What I loved: This roast had a distinct depth of flavor from its long marinade. The flavor from the ample amount of wine did not overpower the more delicate flavors of thyme, allspice, and garlic. That blended together to create a roast that truly sings. This roast is worth the wait.

What I would tweak: I missed the chunky vegetables present in Ina’s recipe here. Julia instructs you to strain the (more finely chopped) vegetables out of the liquid before reducing the sauce. I kept them and added them back in to give the dish a little hint of veg. If I were to make this again, I would add hearty chunks of carrots and maybe potatoes as well.

Overall Key Takeaways

  • Choosing a winner between these two recipes was hard. There were no big missteps here, and I would happily eat both recipes again. Julia’s recipe just edged out Ina’s for its distinctive flavor profile. Spending the extra time to marinate the meat in a mixture of wine, herbs, and spices infused the meat with a distinctive flavor that made it stand out as something truly special. 
  • Julia’s recipe takes more time than Ina’s, although it’s largely hands-off time when the meat is marinating — but it’s worth it, in my opinion.
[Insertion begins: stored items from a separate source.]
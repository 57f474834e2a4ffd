use tracing::{debug, info, warn};

use super::{CameraBackend, CameraDescriptor};

/// Snapshot of the available cameras plus the operator's choice.
#[derive(Debug, Default)]
pub struct CameraSelector {
    cameras: Vec<CameraDescriptor>,
    selected: Option<String>,
}

impl CameraSelector {
    pub fn new() -> Self {
        Self::default()
    }

    /// Refresh the list and select its first entry.
    ///
    /// The platform lists the built-in camera last, so the order is
    /// reversed to put it first. Never fails: errors leave an empty list.
    /// A refused access request is only logged; listing still runs.
    pub fn enumerate<B: CameraBackend>(&mut self, backend: &mut B) -> &[CameraDescriptor] {
        if let Err(e) = backend.request_access() {
            debug!("camera access request failed, listing anyway: {}", e);
        }

        self.cameras = match backend.list_devices() {
            Ok(mut devices) => {
                devices.reverse();
                devices
            }
            Err(e) => {
                warn!("Error enumerating cameras: {}", e);
                Vec::new()
            }
        };
        self.selected = self.cameras.first().map(|c| c.device_id.clone());

        info!(
            "Found {} camera(s): {:?}",
            self.cameras.len(),
            self.cameras.iter().map(|c| c.label.as_str()).collect::<Vec<_>>()
        );
        &self.cameras
    }

    pub fn cameras(&self) -> &[CameraDescriptor] {
        &self.cameras
    }

    pub fn selected(&self) -> Option<&str> {
        self.selected.as_deref()
    }

    pub fn selected_descriptor(&self) -> Option<&CameraDescriptor> {
        let id = self.selected.as_deref()?;
        self.cameras.iter().find(|c| c.device_id == id)
    }

    /// Select by id. Returns false for ids not in the current list.
    pub fn select(&mut self, device_id: &str) -> bool {
        if self.cameras.iter().any(|c| c.device_id == device_id) {
            self.selected = Some(device_id.to_string());
            true
        } else {
            false
        }
    }

    /// Advance to the next camera, wrapping around.
    pub fn select_next(&mut self) -> Option<&str> {
        if self.cameras.is_empty() {
            return None;
        }
        let next = match self.position() {
            Some(i) => (i + 1) % self.cameras.len(),
            None => 0,
        };
        self.selected = Some(self.cameras[next].device_id.clone());
        self.selected.as_deref()
    }

    fn position(&self) -> Option<usize> {
        let id = self.selected.as_deref()?;
        self.cameras.iter().position(|c| c.device_id == id)
    }

    /// Display label, falling back to `Camera <n>` for unnamed devices.
    pub fn label(&self, index: usize) -> Option<String> {
        self.cameras.get(index).map(|c| {
            if c.label.is_empty() {
                format!("Camera {}", index + 1)
            } else {
                c.label.clone()
            }
        })
    }
}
However, if you want pot roast but don’t have the time for a lengthy marinade, you can’t go wrong with Ina’s either.
  • If you’re a newcomer to the kitchen or this is your first big braise, Ina’s recipe is more newbie-friendly than Julia’s. That said, I recommend watching the videos of each chef preparing her own roast (linked above) no matter which recipe you choose. Seeing someone cook through a recipe is a really useful tool!